• _Activity_
Only the number is needed. Please count the lines below in which the word "metadata" occurs.

• _Dataset entries_
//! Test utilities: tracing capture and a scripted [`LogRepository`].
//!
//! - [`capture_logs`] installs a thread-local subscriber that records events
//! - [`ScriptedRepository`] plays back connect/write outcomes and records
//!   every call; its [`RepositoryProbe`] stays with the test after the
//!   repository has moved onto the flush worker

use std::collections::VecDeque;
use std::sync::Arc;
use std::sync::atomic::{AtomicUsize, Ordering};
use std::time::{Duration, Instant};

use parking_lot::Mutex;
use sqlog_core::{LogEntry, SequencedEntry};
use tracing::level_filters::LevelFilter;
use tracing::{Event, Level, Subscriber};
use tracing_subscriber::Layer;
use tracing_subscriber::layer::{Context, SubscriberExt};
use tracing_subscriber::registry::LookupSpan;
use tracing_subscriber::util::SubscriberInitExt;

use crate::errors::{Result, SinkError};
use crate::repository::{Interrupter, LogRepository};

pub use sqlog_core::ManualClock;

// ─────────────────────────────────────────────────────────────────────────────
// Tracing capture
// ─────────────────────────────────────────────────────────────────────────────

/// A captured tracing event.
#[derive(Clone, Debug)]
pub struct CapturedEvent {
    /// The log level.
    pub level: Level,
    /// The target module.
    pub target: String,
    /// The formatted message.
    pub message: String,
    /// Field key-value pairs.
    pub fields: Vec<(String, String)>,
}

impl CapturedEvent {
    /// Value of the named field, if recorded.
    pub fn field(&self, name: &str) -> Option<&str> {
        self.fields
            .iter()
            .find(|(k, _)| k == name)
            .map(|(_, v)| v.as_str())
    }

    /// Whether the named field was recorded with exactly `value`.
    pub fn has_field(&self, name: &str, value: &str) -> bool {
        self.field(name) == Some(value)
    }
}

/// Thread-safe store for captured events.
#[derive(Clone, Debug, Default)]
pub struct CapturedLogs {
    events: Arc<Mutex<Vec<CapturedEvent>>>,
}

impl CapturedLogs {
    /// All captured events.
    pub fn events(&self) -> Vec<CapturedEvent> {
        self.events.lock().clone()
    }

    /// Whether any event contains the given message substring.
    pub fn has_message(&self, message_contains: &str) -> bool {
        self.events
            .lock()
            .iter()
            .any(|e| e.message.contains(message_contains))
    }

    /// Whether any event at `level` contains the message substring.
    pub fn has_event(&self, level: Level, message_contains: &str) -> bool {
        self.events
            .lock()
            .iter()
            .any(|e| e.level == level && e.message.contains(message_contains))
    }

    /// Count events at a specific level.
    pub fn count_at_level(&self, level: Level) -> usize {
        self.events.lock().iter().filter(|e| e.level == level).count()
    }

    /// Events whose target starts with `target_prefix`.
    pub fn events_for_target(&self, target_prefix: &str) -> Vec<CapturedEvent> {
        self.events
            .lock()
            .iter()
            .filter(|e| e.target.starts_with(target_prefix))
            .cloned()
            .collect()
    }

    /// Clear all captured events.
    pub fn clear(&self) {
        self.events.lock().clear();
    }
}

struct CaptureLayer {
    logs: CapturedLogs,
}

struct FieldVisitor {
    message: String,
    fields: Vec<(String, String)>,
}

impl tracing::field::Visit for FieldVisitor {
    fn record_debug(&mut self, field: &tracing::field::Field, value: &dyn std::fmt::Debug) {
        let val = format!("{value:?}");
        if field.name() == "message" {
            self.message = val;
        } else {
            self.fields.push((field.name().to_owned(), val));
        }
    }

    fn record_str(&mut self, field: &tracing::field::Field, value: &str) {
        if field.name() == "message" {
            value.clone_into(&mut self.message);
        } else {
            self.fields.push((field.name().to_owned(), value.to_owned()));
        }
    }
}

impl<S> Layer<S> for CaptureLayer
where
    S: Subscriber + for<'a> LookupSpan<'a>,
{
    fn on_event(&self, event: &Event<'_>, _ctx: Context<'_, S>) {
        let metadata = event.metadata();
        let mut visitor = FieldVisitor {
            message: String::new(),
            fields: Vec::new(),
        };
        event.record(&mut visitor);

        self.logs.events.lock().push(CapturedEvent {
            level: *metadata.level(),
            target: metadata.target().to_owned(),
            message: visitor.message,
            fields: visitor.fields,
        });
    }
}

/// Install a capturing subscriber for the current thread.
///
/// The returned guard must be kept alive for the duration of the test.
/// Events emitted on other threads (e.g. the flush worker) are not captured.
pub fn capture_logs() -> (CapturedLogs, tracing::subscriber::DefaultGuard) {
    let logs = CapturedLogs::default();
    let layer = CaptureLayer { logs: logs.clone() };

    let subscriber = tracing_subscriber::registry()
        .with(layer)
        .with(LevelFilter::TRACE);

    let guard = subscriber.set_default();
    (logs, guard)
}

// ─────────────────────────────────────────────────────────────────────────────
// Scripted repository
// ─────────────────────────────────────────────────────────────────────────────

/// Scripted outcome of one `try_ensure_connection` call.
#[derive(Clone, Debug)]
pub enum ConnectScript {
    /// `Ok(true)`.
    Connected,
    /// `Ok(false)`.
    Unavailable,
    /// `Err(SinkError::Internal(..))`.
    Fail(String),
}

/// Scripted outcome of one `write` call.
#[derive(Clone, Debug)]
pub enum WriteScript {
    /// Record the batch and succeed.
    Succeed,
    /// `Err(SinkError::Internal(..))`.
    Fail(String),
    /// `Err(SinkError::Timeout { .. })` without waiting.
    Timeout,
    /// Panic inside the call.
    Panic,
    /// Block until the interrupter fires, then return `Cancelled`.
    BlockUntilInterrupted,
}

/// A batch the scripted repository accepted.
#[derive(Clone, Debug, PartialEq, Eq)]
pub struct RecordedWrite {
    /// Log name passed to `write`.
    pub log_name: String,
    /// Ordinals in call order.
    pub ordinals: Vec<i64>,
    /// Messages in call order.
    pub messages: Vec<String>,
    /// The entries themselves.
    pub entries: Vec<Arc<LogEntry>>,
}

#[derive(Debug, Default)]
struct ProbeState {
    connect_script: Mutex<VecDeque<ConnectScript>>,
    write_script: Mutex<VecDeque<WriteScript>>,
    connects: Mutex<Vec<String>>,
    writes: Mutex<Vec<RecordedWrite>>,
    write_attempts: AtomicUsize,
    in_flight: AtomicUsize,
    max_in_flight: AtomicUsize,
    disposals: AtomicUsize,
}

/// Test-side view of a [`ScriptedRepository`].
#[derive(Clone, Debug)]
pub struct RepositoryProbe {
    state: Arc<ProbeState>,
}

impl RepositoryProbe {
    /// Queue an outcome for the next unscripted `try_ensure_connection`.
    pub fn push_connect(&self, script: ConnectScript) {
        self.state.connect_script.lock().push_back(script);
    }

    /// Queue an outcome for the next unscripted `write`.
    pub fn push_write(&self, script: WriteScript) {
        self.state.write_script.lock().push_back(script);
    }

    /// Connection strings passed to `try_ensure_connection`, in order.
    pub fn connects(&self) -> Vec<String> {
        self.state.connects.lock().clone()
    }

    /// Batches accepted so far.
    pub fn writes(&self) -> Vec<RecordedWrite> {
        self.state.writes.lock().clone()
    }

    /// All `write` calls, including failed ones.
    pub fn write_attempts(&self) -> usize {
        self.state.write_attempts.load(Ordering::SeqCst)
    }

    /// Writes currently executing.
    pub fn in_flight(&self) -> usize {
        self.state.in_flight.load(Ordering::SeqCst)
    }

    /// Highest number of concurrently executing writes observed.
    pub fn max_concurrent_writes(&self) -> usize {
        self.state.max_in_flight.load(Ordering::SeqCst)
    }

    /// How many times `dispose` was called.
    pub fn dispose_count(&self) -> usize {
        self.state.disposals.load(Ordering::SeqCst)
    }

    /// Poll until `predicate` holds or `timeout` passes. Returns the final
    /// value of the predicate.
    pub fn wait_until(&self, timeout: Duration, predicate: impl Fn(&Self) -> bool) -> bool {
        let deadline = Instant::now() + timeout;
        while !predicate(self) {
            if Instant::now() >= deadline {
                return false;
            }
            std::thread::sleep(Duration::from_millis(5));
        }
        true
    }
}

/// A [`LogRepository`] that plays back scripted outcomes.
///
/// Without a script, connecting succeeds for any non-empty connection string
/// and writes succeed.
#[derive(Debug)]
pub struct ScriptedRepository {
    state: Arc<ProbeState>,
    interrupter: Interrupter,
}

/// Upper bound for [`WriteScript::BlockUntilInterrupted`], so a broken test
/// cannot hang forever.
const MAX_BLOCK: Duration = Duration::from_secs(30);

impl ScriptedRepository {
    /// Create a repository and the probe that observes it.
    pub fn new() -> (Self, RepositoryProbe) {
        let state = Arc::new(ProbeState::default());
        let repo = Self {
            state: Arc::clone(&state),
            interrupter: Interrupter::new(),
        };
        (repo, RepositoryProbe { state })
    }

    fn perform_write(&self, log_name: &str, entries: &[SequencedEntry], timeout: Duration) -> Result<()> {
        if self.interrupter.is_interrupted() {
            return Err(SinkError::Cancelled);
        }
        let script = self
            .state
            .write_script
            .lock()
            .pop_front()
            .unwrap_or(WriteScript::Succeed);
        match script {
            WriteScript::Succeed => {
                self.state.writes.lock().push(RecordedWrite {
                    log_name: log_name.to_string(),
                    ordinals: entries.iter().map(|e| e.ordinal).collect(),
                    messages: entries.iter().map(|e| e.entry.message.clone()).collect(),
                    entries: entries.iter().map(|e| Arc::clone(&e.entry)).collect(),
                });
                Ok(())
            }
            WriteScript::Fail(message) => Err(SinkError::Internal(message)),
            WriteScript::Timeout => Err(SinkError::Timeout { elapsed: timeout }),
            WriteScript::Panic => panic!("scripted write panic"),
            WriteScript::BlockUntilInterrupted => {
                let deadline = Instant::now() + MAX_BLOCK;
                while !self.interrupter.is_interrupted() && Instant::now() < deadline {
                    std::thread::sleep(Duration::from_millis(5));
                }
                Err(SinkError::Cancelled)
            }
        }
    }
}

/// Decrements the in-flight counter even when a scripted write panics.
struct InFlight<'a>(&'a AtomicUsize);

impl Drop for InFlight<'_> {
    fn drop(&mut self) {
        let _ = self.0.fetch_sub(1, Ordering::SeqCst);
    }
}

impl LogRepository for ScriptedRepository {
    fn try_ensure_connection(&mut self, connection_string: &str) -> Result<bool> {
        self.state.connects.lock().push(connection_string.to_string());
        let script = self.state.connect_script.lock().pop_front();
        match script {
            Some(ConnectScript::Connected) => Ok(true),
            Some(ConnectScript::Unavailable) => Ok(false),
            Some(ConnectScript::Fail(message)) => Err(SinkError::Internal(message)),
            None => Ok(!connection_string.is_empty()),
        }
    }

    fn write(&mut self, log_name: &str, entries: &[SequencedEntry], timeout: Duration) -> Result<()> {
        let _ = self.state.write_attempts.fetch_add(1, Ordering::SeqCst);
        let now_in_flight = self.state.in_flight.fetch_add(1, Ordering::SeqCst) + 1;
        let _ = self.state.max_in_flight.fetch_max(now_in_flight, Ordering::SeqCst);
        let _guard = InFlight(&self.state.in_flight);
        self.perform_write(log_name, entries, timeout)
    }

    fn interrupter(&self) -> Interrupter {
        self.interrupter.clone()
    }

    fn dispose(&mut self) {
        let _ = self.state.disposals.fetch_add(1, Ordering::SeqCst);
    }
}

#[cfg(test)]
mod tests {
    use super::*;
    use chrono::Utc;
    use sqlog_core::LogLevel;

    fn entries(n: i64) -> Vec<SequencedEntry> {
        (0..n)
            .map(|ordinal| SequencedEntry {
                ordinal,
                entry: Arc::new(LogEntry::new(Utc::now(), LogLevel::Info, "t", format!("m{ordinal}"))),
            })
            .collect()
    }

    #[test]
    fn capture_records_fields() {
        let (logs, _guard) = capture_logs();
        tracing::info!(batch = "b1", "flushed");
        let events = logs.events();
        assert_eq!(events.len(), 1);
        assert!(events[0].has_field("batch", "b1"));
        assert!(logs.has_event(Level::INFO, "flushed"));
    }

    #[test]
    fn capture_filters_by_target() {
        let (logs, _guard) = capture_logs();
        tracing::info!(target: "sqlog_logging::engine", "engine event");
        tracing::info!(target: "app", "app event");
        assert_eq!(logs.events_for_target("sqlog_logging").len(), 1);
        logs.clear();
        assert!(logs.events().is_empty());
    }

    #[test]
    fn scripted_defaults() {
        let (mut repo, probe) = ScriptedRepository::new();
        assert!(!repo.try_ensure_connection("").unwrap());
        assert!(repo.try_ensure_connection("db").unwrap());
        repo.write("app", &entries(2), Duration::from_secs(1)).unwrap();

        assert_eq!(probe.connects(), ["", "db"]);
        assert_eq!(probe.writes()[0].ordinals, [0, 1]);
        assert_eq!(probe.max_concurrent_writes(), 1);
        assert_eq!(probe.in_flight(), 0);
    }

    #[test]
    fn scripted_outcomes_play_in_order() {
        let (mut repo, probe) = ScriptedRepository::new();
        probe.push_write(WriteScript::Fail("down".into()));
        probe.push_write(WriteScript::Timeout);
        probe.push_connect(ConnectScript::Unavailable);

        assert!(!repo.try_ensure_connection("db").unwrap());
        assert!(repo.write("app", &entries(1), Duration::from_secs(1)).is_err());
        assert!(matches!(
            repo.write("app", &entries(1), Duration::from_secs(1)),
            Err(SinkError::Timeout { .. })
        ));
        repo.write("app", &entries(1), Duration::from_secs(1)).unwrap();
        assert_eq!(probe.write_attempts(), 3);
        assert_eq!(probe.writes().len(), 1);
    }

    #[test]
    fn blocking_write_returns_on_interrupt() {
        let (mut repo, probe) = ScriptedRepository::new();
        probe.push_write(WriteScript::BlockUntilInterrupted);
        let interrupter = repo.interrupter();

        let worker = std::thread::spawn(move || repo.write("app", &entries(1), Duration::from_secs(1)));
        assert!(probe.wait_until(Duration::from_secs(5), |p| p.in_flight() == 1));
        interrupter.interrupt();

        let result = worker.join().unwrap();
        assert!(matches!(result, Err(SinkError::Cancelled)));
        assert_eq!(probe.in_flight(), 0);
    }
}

* * *

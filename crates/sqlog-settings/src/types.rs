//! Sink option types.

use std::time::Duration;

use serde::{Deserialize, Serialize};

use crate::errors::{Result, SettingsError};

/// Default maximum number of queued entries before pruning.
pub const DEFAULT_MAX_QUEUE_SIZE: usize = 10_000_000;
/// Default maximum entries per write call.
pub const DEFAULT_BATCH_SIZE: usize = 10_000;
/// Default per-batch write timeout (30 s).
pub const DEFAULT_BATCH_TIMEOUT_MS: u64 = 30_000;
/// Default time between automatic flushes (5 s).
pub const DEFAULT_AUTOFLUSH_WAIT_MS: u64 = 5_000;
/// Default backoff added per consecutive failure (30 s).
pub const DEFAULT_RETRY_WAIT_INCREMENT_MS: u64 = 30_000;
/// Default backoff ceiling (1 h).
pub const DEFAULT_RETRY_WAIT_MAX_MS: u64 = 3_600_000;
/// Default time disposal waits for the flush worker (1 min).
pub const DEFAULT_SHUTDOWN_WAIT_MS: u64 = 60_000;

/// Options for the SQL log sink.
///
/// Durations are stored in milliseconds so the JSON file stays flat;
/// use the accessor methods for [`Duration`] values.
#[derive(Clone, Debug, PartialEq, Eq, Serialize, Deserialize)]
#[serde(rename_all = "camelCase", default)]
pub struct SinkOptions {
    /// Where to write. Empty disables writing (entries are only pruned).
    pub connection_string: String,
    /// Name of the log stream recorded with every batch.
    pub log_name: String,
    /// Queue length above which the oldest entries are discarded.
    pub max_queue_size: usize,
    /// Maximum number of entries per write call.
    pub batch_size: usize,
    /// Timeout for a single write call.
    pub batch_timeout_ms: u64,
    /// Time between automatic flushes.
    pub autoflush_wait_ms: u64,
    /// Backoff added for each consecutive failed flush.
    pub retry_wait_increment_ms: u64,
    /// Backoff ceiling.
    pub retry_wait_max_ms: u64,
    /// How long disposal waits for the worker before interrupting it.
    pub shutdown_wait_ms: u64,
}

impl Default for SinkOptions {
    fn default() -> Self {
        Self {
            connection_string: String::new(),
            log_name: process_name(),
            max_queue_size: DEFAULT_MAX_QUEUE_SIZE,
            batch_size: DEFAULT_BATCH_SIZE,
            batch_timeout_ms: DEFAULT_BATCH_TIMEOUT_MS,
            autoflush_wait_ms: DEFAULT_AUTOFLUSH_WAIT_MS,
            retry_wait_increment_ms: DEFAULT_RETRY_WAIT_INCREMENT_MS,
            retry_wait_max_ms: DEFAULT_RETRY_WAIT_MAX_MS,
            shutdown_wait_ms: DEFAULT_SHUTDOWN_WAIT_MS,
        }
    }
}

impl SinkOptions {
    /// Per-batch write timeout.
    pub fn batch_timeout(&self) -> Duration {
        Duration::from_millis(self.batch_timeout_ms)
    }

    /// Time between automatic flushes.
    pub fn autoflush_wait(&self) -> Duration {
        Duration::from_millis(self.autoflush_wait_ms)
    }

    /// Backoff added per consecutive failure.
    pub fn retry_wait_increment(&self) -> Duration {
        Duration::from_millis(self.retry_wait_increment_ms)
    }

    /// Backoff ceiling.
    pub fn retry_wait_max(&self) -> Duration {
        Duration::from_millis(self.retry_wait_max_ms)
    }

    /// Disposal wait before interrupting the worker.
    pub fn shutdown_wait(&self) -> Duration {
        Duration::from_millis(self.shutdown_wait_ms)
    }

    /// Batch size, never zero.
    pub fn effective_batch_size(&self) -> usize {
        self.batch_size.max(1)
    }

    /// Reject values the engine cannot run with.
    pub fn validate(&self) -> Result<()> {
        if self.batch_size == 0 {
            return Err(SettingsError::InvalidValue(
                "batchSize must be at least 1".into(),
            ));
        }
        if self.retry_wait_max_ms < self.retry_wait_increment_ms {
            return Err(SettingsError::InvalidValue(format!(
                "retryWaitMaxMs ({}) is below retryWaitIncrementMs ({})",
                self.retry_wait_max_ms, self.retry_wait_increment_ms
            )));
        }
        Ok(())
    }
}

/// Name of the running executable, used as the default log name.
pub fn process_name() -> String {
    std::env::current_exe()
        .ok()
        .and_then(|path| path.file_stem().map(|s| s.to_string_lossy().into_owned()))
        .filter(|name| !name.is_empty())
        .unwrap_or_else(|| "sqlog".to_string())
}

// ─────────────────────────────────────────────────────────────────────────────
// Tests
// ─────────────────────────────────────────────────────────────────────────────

• _Response area_
3